→ **Prompt**
A verbatim reproduction of the lines below, from the line containing "Ok(session)" through the line containing "is still returned.", both ends included, is the whole required output.

Stored data
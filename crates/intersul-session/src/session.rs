//! The signed-in identity and its lifecycle.
//!
//! ```text
//! Uninitialized ──init()──▶ Loading ──▶ Authenticated ◀──login()──┐
//!                                  └──▶ Anonymous ◀──logout()─────┘
//! ```
//!
//! The token and user are persisted through a [`Storage`] so a later run can
//! restore them. Observers subscribe to a `watch` channel of [`Session`]
//! snapshots.

use std::sync::Arc;

use tokio::sync::watch;
use tracing::{debug, info, warn};

use intersul_types::{User, UserPatch, UserRole};

use crate::error::Result;
use crate::storage::{Storage, TOKEN_KEY, USER_KEY};

/// Lifecycle state of a [`SessionStore`].
#[derive(Debug, Clone, Copy, PartialEq, Eq)]
pub enum SessionState {
    Uninitialized,
    Loading,
    Authenticated,
    Anonymous,
}

/// Snapshot of the session.
///
/// Role predicates are computed from the current user on every call.
#[derive(Debug, Clone, PartialEq)]
pub struct Session {
    pub state: SessionState,
    pub user: Option<User>,
    pub token: Option<String>,
    pub is_authenticated: bool,
    pub is_loading: bool,
}

impl Session {
    fn initial() -> Self {
        Self {
            state: SessionState::Uninitialized,
            user: None,
            token: None,
            is_authenticated: false,
            is_loading: true,
        }
    }

    fn authenticated(user: User, token: String) -> Self {
        Self {
            state: SessionState::Authenticated,
            user: Some(user),
            token: Some(token),
            is_authenticated: true,
            is_loading: false,
        }
    }

    fn anonymous() -> Self {
        Self {
            state: SessionState::Anonymous,
            user: None,
            token: None,
            is_authenticated: false,
            is_loading: false,
        }
    }

    pub fn role(&self) -> Option<UserRole> {
        self.user.as_ref().map(|u| u.role)
    }

    pub fn is_admin(&self) -> bool {
        self.role().is_some_and(|r| r.is_admin())
    }

    pub fn is_manager(&self) -> bool {
        self.role().is_some_and(|r| r.is_manager_or_above())
    }

    pub fn is_technician(&self) -> bool {
        self.role().is_some_and(|r| r.is_technician_or_above())
    }

    pub fn is_commercial(&self) -> bool {
        self.role().is_some_and(|r| r.is_commercial_or_above())
    }

    pub fn can_manage_users(&self) -> bool {
        self.is_admin()
    }

    pub fn can_manage_services(&self) -> bool {
        self.is_manager()
    }

    pub fn can_view_reports(&self) -> bool {
        self.is_manager()
    }
}

/// Owner of the session state.
#[derive(Debug)]
pub struct SessionStore {
    storage: Arc<dyn Storage>,
    tx: watch::Sender<Session>,
}

impl SessionStore {
    pub fn new(storage: Arc<dyn Storage>) -> Self {
        let (tx, _) = watch::channel(Session::initial());
        Self { storage, tx }
    }

    /// Restore the session from storage.
    ///
    /// Both a token and a user must be stored. A stored user that does not
    /// parse is treated as corrupt: both keys are removed and the session
    /// becomes anonymous.
    pub fn init(&self) -> Result<Session> {
        self.tx.send_modify(|s| {
            s.state = SessionState::Loading;
            s.is_loading = true;
        });

        let token = self.storage.get(TOKEN_KEY).filter(|t| !t.is_empty());
        let user = self.storage.get(USER_KEY);

        let session = match (token, user) {
            (Some(token), Some(raw)) => match serde_json::from_str::<User>(&raw) {
                Ok(user) => {
                    info!(user = %user.email, "Session restored");
                    Session::authenticated(user, token)
                }
                Err(e) => {
                    warn!(error = %e, "Stored user is corrupt, clearing session");
                    self.clear_storage()?;
                    Session::anonymous()
                }
            },
            _ => {
                debug!("No stored session");
                Session::anonymous()
            }
        };

        self.tx.send_replace(session.clone());
        Ok(session)
    }

    /// Persist and adopt a new identity.
    pub fn login(&self, user: User, token: impl Into<String>) -> Result<()> {
        let token = token.into();
        self.storage.set(TOKEN_KEY, &token)?;
        self.storage.set(USER_KEY, &serde_json::to_string(&user)?)?;

        info!(user = %user.email, role = %user.role, "Signed in");
        self.tx.send_replace(Session::authenticated(user, token));
        Ok(())
    }

    /// Forget the identity. Safe to call when already signed out.
    ///
    /// The in-memory session is cleared even when storage fails; the
    /// storage error is still returned.
    pub fn logout(&self) -> Result<()> {
        let was_authenticated = self.tx.borrow().is_authenticated;
        let cleared = self.clear_storage();
        self.tx.send_replace(Session::anonymous());
        if was_authenticated {
            info!("Signed out");
        }
        cleared
    }

    /// Merge `patch` into the signed-in user and persist the result.
    ///
    /// Returns the updated user, or `None` when nobody is signed in.
    pub fn update_user(&self, patch: &UserPatch) -> Result<Option<User>> {
        let Some(mut user) = self.tx.borrow().user.clone() else {
            return Ok(None);
        };
        patch.apply(&mut user);
        self.storage.set(USER_KEY, &serde_json::to_string(&user)?)?;

        let updated = user.clone();
        self.tx.send_modify(|s| s.user = Some(user));
        Ok(Some(updated))
    }

    pub fn set_loading(&self, is_loading: bool) {
        self.tx.send_modify(|s| s.is_loading = is_loading);
    }

    /// Current session.
    pub fn snapshot(&self) -> Session {
        self.tx.borrow().clone()
    }

    /// The current bearer token, if signed in.
    pub fn token(&self) -> Option<String> {
        self.tx.borrow().token.clone()
    }

    pub fn subscribe(&self) -> watch::Receiver<Session> {
        self.tx.subscribe()
    }

    /// Return to `Uninitialized` without touching storage.
    pub fn teardown(&self) {
        self.tx.send_replace(Session::initial());
        debug!("Session store torn down");
    }

    /// Remove both keys even if the first removal fails; reports the first error.
    fn clear_storage(&self) -> Result<()> {
        let token = self.storage.remove(TOKEN_KEY);
        let user = self.storage.remove(USER_KEY);
        token.and(user)
    }
}

#[cfg(test)]
mod tests {
    use super::*;
    use crate::error::Error;
    use crate::storage::MemoryStorage;

    fn user(role: UserRole) -> User {
        serde_json::from_value(serde_json::json!({
            "id": 3,
            "name": "Ana Souza",
            "email": "ana@intersul.com.br",
            "role": role.as_str(),
            "is_active": true,
            "created_at": "2024-01-01T00:00:00Z",
            "updated_at": "2024-01-01T00:00:00Z"
        }))
        .unwrap()
    }

    fn store_with(storage: MemoryStorage) -> (SessionStore, Arc<MemoryStorage>) {
        let storage = Arc::new(storage);
        (SessionStore::new(storage.clone()), storage)
    }

    #[test]
    fn test_initial_state() {
        let (store, _) = store_with(MemoryStorage::new());
        let session = store.snapshot();
        assert_eq!(session.state, SessionState::Uninitialized);
        assert!(session.is_loading);
        assert!(!session.is_authenticated);
    }

    #[test]
    fn test_init_without_storage_is_anonymous() {
        let (store, _) = store_with(MemoryStorage::new());
        let session = store.init().unwrap();
        assert_eq!(session.state, SessionState::Anonymous);
        assert!(!session.is_loading);
    }

    #[test]
    fn test_init_restores_stored_session() {
        let raw = serde_json::to_string(&user(UserRole::Manager)).unwrap();
        let (store, _) = store_with(MemoryStorage::with_entries([
            (TOKEN_KEY, "tok"),
            (USER_KEY, raw.as_str()),
        ]));

        let session = store.init().unwrap();
        assert_eq!(session.state, SessionState::Authenticated);
        assert_eq!(session.token.as_deref(), Some("tok"));
        assert!(session.is_manager());
        assert!(!session.is_admin());
    }

    #[test]
    fn test_init_clears_corrupt_user() {
        let (store, storage) = store_with(MemoryStorage::with_entries([
            (TOKEN_KEY, "tok"),
            (USER_KEY, "{not json"),
        ]));

        let session = store.init().unwrap();
        assert_eq!(session.state, SessionState::Anonymous);
        assert_eq!(storage.get(TOKEN_KEY), None);
        assert_eq!(storage.get(USER_KEY), None);
    }

    /// Storage whose token removal always fails.
    #[derive(Debug, Default)]
    struct StuckToken(MemoryStorage);

    impl Storage for StuckToken {
        fn get(&self, key: &str) -> Option<String> {
            self.0.get(key)
        }

        fn set(&self, key: &str, value: &str) -> Result<()> {
            self.0.set(key, value)
        }

        fn remove(&self, key: &str) -> Result<()> {
            if key == TOKEN_KEY {
                return Err(Error::Io {
                    path: "session.json".into(),
                    source: std::io::Error::other("read-only"),
                });
            }
            self.0.remove(key)
        }
    }

    #[test]
    fn test_logout_removes_user_when_token_removal_fails() {
        let storage = Arc::new(StuckToken::default());
        let store = SessionStore::new(storage.clone());
        store.init().unwrap();
        store.login(user(UserRole::Technician), "tok").unwrap();

        let err = store.logout().unwrap_err();
        assert!(matches!(err, Error::Io { .. }));
        assert_eq!(storage.get(USER_KEY), None);
        assert_eq!(storage.get(TOKEN_KEY).as_deref(), Some("tok"));
        assert_eq!(store.snapshot().state, SessionState::Anonymous);
    }

    #[test]
    fn test_login_persists_and_logout_is_idempotent() {
        let (store, storage) = store_with(MemoryStorage::new());
        store.init().unwrap();

        store.login(user(UserRole::Admin), "tok").unwrap();
        assert_eq!(storage.get(TOKEN_KEY).as_deref(), Some("tok"));
        assert!(storage.get(USER_KEY).is_some());
        assert!(store.snapshot().can_manage_users());

        store.logout().unwrap();
        store.logout().unwrap();
        let session = store.snapshot();
        assert_eq!(session.state, SessionState::Anonymous);
        assert_eq!(session.user, None);
        assert_eq!(storage.get(TOKEN_KEY), None);
    }

    #[test]
    fn test_update_user_merges_and_persists() {
        let (store, storage) = store_with(MemoryStorage::new());
        assert_eq!(store.update_user(&UserPatch::default()).unwrap(), None);

        store.login(user(UserRole::Technician), "tok").unwrap();
        let patch = UserPatch {
            name: Some("Ana S.".to_string()),
            ..Default::default()
        };
        let updated = store.update_user(&patch).unwrap().unwrap();
        assert_eq!(updated.name, "Ana S.");
        assert_eq!(updated.email, "ana@intersul.com.br");

        let stored: User = serde_json::from_str(&storage.get(USER_KEY).unwrap()).unwrap();
        assert_eq!(stored, updated);
    }

    #[test]
    fn test_role_predicates() {
        let cases = [
            (UserRole::Admin, [true, true, true, true, true, true, true]),
            (UserRole::Manager, [false, true, true, true, false, true, true]),
            (UserRole::Technician, [false, false, true, false, false, false, false]),
            (UserRole::Commercial, [false, false, false, true, false, false, false]),
        ];
        for (role, expected) in cases {
            let session = Session::authenticated(user(role), "t".to_string());
            let actual = [
                session.is_admin(),
                session.is_manager(),
                session.is_technician(),
                session.is_commercial(),
                session.can_manage_users(),
                session.can_manage_services(),
                session.can_view_reports(),
            ];
            assert_eq!(actual, expected, "role {}", role);
        }

        let anonymous = Session::anonymous();
        assert!(!anonymous.is_technician());
        assert!(!anonymous.can_view_reports());
    }

    #[tokio::test]
    async fn test_subscribers_see_transitions() {
        let (store, _) = store_with(MemoryStorage::new());
        let mut rx = store.subscribe();

        store.login(user(UserRole::Admin), "tok").unwrap();
        rx.changed().await.unwrap();
        assert!(rx.borrow_and_update().is_authenticated);

        store.logout().unwrap();
        rx.changed().await.unwrap();
        assert_eq!(rx.borrow_and_update().state, SessionState::Anonymous);

        store.teardown();
        rx.changed().await.unwrap();
        assert_eq!(rx.borrow().state, SessionState::Uninitialized);
    }
}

→ **Result of this exercise**
        Ok(session)
    }

    /// Persist and adopt a new identity.
    pub fn login(&self, user: User, token: impl Into<String>) -> Result<()> {
        let token = token.into();
        self.storage.set(TOKEN_KEY, &token)?;
        self.storage.set(USER_KEY, &serde_json::to_string(&user)?)?;

        info!(user = %user.email, role = %user.role, "Signed in");
        self.tx.send_replace(Session::authenticated(user, token));
        Ok(())
    }

    /// Forget the identity. Safe to call when already signed out.
    ///
    /// The in-memory session is cleared even when storage fails; the
    /// storage error is still returned.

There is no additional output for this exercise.